**Brief:** Using the data below, copy every line that contains the word "send".

■ ■ ■ ■ ■

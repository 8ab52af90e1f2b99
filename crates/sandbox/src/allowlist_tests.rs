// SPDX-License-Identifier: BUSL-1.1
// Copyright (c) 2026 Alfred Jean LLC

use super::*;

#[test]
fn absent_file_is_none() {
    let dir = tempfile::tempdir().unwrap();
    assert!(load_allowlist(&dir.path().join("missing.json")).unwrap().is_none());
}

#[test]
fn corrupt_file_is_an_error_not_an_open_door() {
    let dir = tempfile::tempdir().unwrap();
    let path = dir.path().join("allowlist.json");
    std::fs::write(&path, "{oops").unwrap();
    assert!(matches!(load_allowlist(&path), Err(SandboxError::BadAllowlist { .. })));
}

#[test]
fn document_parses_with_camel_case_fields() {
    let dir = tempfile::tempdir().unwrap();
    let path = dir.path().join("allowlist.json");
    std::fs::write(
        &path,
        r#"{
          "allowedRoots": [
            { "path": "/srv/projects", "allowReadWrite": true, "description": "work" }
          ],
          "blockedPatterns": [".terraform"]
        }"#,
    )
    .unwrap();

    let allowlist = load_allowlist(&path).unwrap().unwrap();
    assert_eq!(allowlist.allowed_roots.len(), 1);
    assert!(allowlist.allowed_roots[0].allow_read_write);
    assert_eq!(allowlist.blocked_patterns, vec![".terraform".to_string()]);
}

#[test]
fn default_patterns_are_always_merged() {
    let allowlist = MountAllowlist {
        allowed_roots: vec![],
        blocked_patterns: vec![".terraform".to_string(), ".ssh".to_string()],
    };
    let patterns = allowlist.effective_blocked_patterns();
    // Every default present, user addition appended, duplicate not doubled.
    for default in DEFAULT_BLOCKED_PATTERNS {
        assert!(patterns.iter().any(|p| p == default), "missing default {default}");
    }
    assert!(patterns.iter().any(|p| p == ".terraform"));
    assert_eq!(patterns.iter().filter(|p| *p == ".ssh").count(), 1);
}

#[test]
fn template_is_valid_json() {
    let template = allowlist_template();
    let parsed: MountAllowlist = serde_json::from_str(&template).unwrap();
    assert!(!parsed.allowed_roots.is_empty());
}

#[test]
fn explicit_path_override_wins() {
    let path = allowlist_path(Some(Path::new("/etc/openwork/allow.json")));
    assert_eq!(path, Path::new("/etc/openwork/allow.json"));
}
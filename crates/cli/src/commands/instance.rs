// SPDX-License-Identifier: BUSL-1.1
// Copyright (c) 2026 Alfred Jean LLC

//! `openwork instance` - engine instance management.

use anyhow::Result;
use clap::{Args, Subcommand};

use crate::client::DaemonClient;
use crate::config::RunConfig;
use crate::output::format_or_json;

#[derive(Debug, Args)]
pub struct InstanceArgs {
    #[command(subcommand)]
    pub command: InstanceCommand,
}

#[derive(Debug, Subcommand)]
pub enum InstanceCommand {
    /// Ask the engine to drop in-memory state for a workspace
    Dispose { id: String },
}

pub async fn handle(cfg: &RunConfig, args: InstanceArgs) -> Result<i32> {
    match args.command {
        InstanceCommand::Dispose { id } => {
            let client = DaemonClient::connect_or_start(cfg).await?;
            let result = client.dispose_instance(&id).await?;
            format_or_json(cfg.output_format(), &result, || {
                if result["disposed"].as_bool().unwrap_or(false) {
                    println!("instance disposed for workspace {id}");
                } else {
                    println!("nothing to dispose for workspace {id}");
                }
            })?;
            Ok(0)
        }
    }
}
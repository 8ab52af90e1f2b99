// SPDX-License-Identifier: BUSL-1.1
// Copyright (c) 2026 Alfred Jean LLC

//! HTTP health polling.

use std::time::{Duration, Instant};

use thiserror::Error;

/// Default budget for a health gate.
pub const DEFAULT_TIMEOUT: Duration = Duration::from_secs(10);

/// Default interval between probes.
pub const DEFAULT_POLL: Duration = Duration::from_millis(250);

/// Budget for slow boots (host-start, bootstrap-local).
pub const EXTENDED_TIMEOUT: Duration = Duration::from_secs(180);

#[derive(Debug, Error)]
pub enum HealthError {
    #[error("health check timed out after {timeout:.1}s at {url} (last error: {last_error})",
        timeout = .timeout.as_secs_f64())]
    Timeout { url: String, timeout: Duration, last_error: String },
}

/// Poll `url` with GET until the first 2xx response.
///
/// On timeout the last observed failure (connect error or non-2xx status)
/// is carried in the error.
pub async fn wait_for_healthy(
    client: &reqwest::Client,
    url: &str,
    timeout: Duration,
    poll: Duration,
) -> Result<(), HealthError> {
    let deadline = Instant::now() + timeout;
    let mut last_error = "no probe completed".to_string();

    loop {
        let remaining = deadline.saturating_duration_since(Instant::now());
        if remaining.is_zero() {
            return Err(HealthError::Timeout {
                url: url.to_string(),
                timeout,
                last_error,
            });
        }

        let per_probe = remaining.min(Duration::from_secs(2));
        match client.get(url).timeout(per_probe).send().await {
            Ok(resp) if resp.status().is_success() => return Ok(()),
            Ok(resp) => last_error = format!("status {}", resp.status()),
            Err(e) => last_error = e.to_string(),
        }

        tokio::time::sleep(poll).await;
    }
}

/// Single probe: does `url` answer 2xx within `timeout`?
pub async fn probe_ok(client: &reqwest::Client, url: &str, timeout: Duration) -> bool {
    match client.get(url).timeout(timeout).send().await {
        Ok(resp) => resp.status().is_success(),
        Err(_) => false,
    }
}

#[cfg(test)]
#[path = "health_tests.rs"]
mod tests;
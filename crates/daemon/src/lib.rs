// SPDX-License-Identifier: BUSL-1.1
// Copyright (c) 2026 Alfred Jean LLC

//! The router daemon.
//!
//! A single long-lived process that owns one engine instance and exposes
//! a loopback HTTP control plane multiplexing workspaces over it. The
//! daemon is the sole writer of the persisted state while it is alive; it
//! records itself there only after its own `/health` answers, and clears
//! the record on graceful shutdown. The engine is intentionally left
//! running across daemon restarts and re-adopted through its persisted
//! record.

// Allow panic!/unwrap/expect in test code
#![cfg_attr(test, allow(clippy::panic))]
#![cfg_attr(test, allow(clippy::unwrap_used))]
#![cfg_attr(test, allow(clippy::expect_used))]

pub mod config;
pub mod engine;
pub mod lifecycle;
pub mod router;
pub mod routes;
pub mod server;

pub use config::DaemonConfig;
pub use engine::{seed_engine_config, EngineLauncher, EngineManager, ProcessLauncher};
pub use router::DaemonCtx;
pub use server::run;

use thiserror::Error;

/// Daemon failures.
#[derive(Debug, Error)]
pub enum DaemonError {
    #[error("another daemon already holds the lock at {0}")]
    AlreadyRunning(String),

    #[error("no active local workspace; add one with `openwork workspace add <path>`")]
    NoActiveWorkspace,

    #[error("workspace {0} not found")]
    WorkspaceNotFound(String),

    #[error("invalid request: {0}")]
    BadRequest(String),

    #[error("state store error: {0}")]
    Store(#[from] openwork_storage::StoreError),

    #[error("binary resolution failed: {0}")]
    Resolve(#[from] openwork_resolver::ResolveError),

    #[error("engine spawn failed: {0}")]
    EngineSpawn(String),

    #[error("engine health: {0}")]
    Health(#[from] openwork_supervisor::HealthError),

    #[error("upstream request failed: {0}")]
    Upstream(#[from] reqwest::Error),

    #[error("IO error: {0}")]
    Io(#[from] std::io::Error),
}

■ ■ ■ ■ ■

**Written reply:**
        match client.get(url).timeout(per_probe).send().await {
    match client.get(url).timeout(timeout).send().await {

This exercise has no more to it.